General characteristics
- Class & type: Ailanthus-class net laying ship
- Displacement: 1,100 long tons (1,100 t) (standard); 1,275 long tons (1,295 t) (full);
- Length: 194 ft 7 in (59.31 m)
- Beam: 37 ft (11 m)
- Draft: 13 ft 6 in (4.11 m)
- Propulsion: Diesel-electric; 2,500 hp
- Speed: 12 knots (22 km/h; 14 mph)
- Complement: 56 officers and enlisted
- Armament: One single 3 in (76 mm) gun mount, four twin 20 mm gun mounts

= USS Lancewood =

USS Lancewood (AN-48/YN-67) was an built for the United States Navy during World War II. In service in the Pacific during the war, she earned one battle star. After her February 1946 decommissioning, she was sold to France as Commandant Charcot. Her fate is not reported in secondary sources.

== Career ==
Lancewood (YN-67) was laid down as Ironwood 15 October 1942 by Pollock-Stockton Shipbuilding Company, Stockton, California; renamed Lancewood 3 April 1943; launched 2 May 1943; and commissioned 18 October 1943. After shakedown off the California coast, Lancewood was assigned to the 12th Naval District, San Francisco, California. Reclassified AN-48 on 20 January 1944, she tended nets and repaired net lines until departing San Francisco 1 December. Loaded with fleet moorings, she steamed via San Pedro, California, to Pearl Harbor, where she arrived the 16th.

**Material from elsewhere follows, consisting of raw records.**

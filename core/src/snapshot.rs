//! Status snapshot: a compact, serializable summary of a world document.
//!
//! Used by the runner's `--status` flag and by tests. Never written back.

use crate::{types::Tick, world::World};
use chrono::{DateTime, Utc};
use serde::Serialize;
use std::collections::BTreeMap;
use std::fmt;

#[derive(Debug, Clone, PartialEq, Serialize)]
pub struct WorldStatus {
    pub tick:                Tick,
    pub resources:           BTreeMap<String, f64>,
    pub systems:             Vec<String>,
    /// "name (Nt)" for each queued action.
    pub actions:             Vec<String>,
    pub tiles:               Vec<String>,
    pub entities:            usize,
    pub boredom:             u64,
    pub last_save_timestamp: Option<DateTime<Utc>>,
}

impl WorldStatus {
    pub fn of(world: &World) -> Self {
        Self {
            tick:      world.tick,
            resources: world.resources.amounts().clone(),
            systems:   world.systems.keys().cloned().collect(),
            actions:   world
                .queues
                .actions
                .iter()
                .map(|a| format!("{} ({}t)", a.name, a.ticks_remaining))
                .collect(),
            tiles:     world.map.tiles.keys().cloned().collect(),
            entities:  world.entities.len(),
            boredom:   world.boredom,
            last_save_timestamp: world.last_save_timestamp,
        }
    }
}

impl fmt::Display for WorldStatus {
    fn fmt(&self, f: &mut fmt::Formatter<'_>) -> fmt::Result {
        writeln!(f, "Tick:      {}", self.tick)?;
        let resources: Vec<String> = self
            .resources
            .iter()
            .map(|(name, amount)| format!("{name}={amount:.2}"))
            .collect();
        writeln!(f, "Resources: {}", resources.join(", "))?;
        writeln!(f, "Systems:   {}", self.systems.join(", "))?;
        writeln!(f, "Actions:   {}", self.actions.join(", "))?;
        writeln!(f, "Tiles:     {}", self.tiles.join(", "))?;
        writeln!(f, "Entities:  {}", self.entities)?;
        write!(f, "Boredom:   {}", self.boredom)
    }
}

Lancewood sailed for the western Pacific Ocean 24 January 1945. After touching Eniwetok and Guam, she reached a holding area off Iwo Jima 20 February and 3 days later began pulling damaged landing craft off the beaches to facilitate unloading operations. She placed moorings, laid nets, and salvaged landing craft off Iwo Jima until 12 April when she departed for the Mariana Islands.

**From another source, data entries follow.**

//! The runtime engine: drives the world forward in real time.
//!
//! ONE TICK (fixed order, never reordered):
//!   1. `transition::apply` on a copy of the document
//!   2. threshold detection, then boredom detection
//!   3. stage the new document in the store; persist every Nth tick
//!   4. publish: transition events, then `tick`, then detector events
//!   5. sleep out the rest of the tick budget
//!
//! RULES:
//!   - The engine is the only long-lived owner of the document.
//!   - Extensions write through the store during dispatch; the engine
//!     adopts those writes before publishing the next event.
//!   - A failed tick is logged and retried next cycle. Nothing in here
//!     ends the process.
//!
//! Startup: load → catch-up → persist once → live loop.

use crate::{
    bus::{panic_message, EventBus},
    catch_up::{self, CatchUpReport},
    clock::{self, Clock, SystemClock},
    config::SimConfig,
    detect,
    error::{SimError, SimResult},
    event::{topic, WorldEvent},
    extension::Extension,
    registry::ExtensionRegistry,
    snapshot::WorldStatus,
    store::StateStore,
    transition,
    types::Tick,
    world::World,
};
use std::panic::{self, AssertUnwindSafe};

pub struct SimEngine {
    config:   SimConfig,
    store:    StateStore,
    bus:      EventBus,
    registry: ExtensionRegistry,
    clock:    Box<dyn Clock>,
    world:    World,
    /// Consecutive ticks that failed to apply.
    failed_ticks: u64,
}

impl SimEngine {
    /// A bare engine: no extensions, document loaded from `store`.
    pub fn new(config: SimConfig, store: StateStore, clock: Box<dyn Clock>) -> Self {
        let world = store.load();
        Self {
            config,
            store,
            bus: EventBus::new(),
            registry: ExtensionRegistry::new(),
            clock,
            world,
            failed_ticks: 0,
        }
    }

    /// Build a fully wired engine: system clock, state file from config,
    /// bundled extensions registered and loaded.
    /// Call this instead of new() + manual extension setup.
    pub fn build(config: SimConfig) -> Self {
        let store = StateStore::open(config.state_path.clone());
        if !store.exists() {
            log::info!("engine: no state at {}, starting fresh", store.path().display());
        }
        let registry = ExtensionRegistry::with_builtins(&config, &store);
        let mut engine = SimEngine::new(config, store, Box::new(SystemClock));
        engine.registry = registry;
        engine.load_extensions();
        engine
    }

    /// Make an extension available and register it on the bus.
    pub fn add_extension(&mut self, extension: Box<dyn Extension>) -> SimResult<()> {
        let id = extension.id();
        if !self.registry.add(extension) {
            return Err(SimError::RegistrationFailed {
                id: id.to_string(),
                reason: "duplicate extension id".into(),
            });
        }
        self.registry.load(id, &mut self.bus, &self.world)
    }

    /// Register every extension not yet loaded. Failures are isolated.
    pub fn load_extensions(&mut self) -> Vec<&'static str> {
        let loaded = self.registry.load_all(&mut self.bus, &self.world);
        log::debug!("engine: event handlers {:?}", self.bus.handlers());
        loaded
    }

    pub fn unload_extension(&mut self, id: &str) -> SimResult<()> {
        self.registry.unload(id, &mut self.bus)
    }

    pub fn reload_extension(&mut self, id: &str) -> SimResult<()> {
        self.registry.reload(id, &mut self.bus, &self.world)
    }

    pub fn world(&self) -> &World { &self.world }
    pub fn store(&self) -> &StateStore { &self.store }
    pub fn bus(&self) -> &EventBus { &self.bus }
    pub fn bus_mut(&mut self) -> &mut EventBus { &mut self.bus }
    pub fn registry(&self) -> &ExtensionRegistry { &self.registry }
    pub fn config(&self) -> &SimConfig { &self.config }
    pub fn failed_ticks(&self) -> u64 { self.failed_ticks }

    pub fn status(&self) -> WorldStatus {
        WorldStatus::of(&self.world)
    }

    /// Startup phase: replay downtime, then persist once.
    /// A failing catch-up degrades to "no catch-up".
    pub fn start(&mut self) -> CatchUpReport {
        let report = self.catch_up();
        self.persist();
        report
    }

    /// Replay missed ticks since the last save. Does not persist.
    pub fn catch_up(&mut self) -> CatchUpReport {
        let now = self.clock.now();
        let mut candidate = self.world.clone();
        let catch_up_config = &self.config.catch_up;
        let outcome = panic::catch_unwind(AssertUnwindSafe(|| {
            catch_up::reconcile(&mut candidate, now, catch_up_config)
        }));
        match outcome {
            Ok(Ok(report)) => {
                self.world = candidate;
                self.store.stage(&self.world);
                report
            }
            Ok(Err(e)) => {
                log::error!("catch-up failed, skipping: {e}");
                CatchUpReport::default()
            }
            Err(panic) => {
                log::error!("catch-up panicked, skipping: {}", panic_message(panic.as_ref()));
                CatchUpReport::default()
            }
        }
    }

    /// Run forever at one tick per `tick_interval`.
    pub fn run(&mut self) -> ! {
        log::info!("engine: starting live loop at tick {}", self.world.tick);
        loop {
            self.paced_step();
        }
    }

    /// Run `n` paced cycles, then persist. Used by bounded runs.
    pub fn run_for(&mut self, n: u64) {
        for _ in 0..n {
            self.paced_step();
        }
        self.persist();
    }

    /// `n` full ticks with dispatch and no pacing, then persist.
    pub fn advance(&mut self, n: u64) -> SimResult<()> {
        for i in 0..n {
            self.step()?;
            if (i + 1) % 10 == 0 {
                log::debug!("sim: tick {}", self.world.tick);
            }
        }
        self.save()?;
        log::info!("sim: advanced to tick {}", self.world.tick);
        Ok(())
    }

    /// `n` ticks with no dispatch and no detectors, one save at the end.
    pub fn fast_forward(&mut self, n: u64) -> SimResult<()> {
        let mut world = self.world.clone();
        for i in 0..n {
            let (next, _events) = transition::apply(world)?;
            world = next;
            if (i + 1) % 1000 == 0 {
                log::debug!("ff: tick {}", world.tick);
            }
        }
        self.world = world;
        self.save()?;
        log::info!("ff: fast-forwarded to tick {}", self.world.tick);
        Ok(())
    }

    /// Persist the current document now.
    pub fn save(&mut self) -> SimResult<()> {
        let now = self.clock.now();
        self.store.save_at(&mut self.world, now)
    }

    /// One tick: transition, detection, persistence, dispatch.
    /// Returns the events produced (everything published except `tick`).
    /// On failure the document is left exactly as it was.
    pub fn step(&mut self) -> SimResult<Vec<WorldEvent>> {
        let previous = self.world.resources.clone();
        let (mut next, events) = self.apply_guarded()?;

        let mut detected = detect::thresholds(&previous, &next);
        detected.extend(detect::boredom(&mut next, self.config.boredom_threshold));

        self.world = next;
        self.store.stage(&self.world);
        if self.world.tick % self.config.save_interval() == 0 {
            self.persist();
        }

        let mut revision = self.store.revision();
        for event in &events {
            self.bus.publish(event);
            revision = self.adopt_extension_writes(revision);
        }

        if self.bus.subscriber_count(topic::TICK) > 0 {
            self.bus.publish(&WorldEvent::Tick(Box::new(self.world.clone())));
            revision = self.adopt_extension_writes(revision);
        }

        for event in &detected {
            self.bus.publish(event);
            revision = self.adopt_extension_writes(revision);
        }

        let mut produced = events;
        produced.extend(detected);
        Ok(produced)
    }

    fn paced_step(&mut self) {
        let started = self.clock.now();
        let tick: Tick = self.world.tick + 1;

        match self.step() {
            Ok(_) => self.failed_ticks = 0,
            Err(e) => {
                self.failed_ticks += 1;
                log::error!(
                    "tick={tick} transition failed ({} in a row), retrying next cycle: {e}",
                    self.failed_ticks
                );
            }
        }

        let spent = clock::elapsed(started, self.clock.now());
        self.clock.sleep(clock::remaining_budget(self.config.tick_interval(), spent));
    }

    fn apply_guarded(&self) -> SimResult<(World, Vec<WorldEvent>)> {
        let input = self.world.clone();
        let tick = input.tick + 1;
        match panic::catch_unwind(AssertUnwindSafe(|| transition::apply(input))) {
            Ok(result) => result,
            Err(panic) => Err(SimError::TransitionPanicked {
                tick,
                message: panic_message(panic.as_ref()),
            }),
        }
    }

    /// If anything saved or staged since `seen`, take the store's copy.
    fn adopt_extension_writes(&mut self, seen: u64) -> u64 {
        let current = self.store.revision();
        if current != seen {
            self.world = self.store.load();
        }
        current
    }

    /// Save, logging instead of failing. The live loop must not stop on I/O.
    fn persist(&mut self) {
        if let Err(e) = self.save() {
            log::error!("tick={} persist failed: {e}", self.world.tick);
        }
    }
}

Lancewood served at Guam from 19 April to 10 June; then she proceeded to Ulithi, where she arrived 12 June for duty as net repair ship. She began to remove net defenses 30 August, then steamed to Yap Island 2 September for the surrender of Japanese forces there the following day. She remained at Yap until 7 September, returned to Ulithi the 8th, and resumed net removal operations.

Loaded with net panels, Lancewood sailed to Saipan 14 to 17 October and unloaded her cargo. Departing 26 October, she steamed via Midway Islands and Pearl Harbor for the U.S. West Coast, arriving San Francisco 25 November.

Remaining at San Francisco, she decommissioned 11 February 1946. Berthed at Suisun Bay, California, she was sold 28 April 1947 to Robert A. Martinolich, San Francisco, and transferred 3 May to the U.S. Maritime Commission for simultaneous delivery to her purchaser, the French government, and commissioned as Commandant Charcot.

==Honors and awards==
Lancewood received one battle star for World War II service.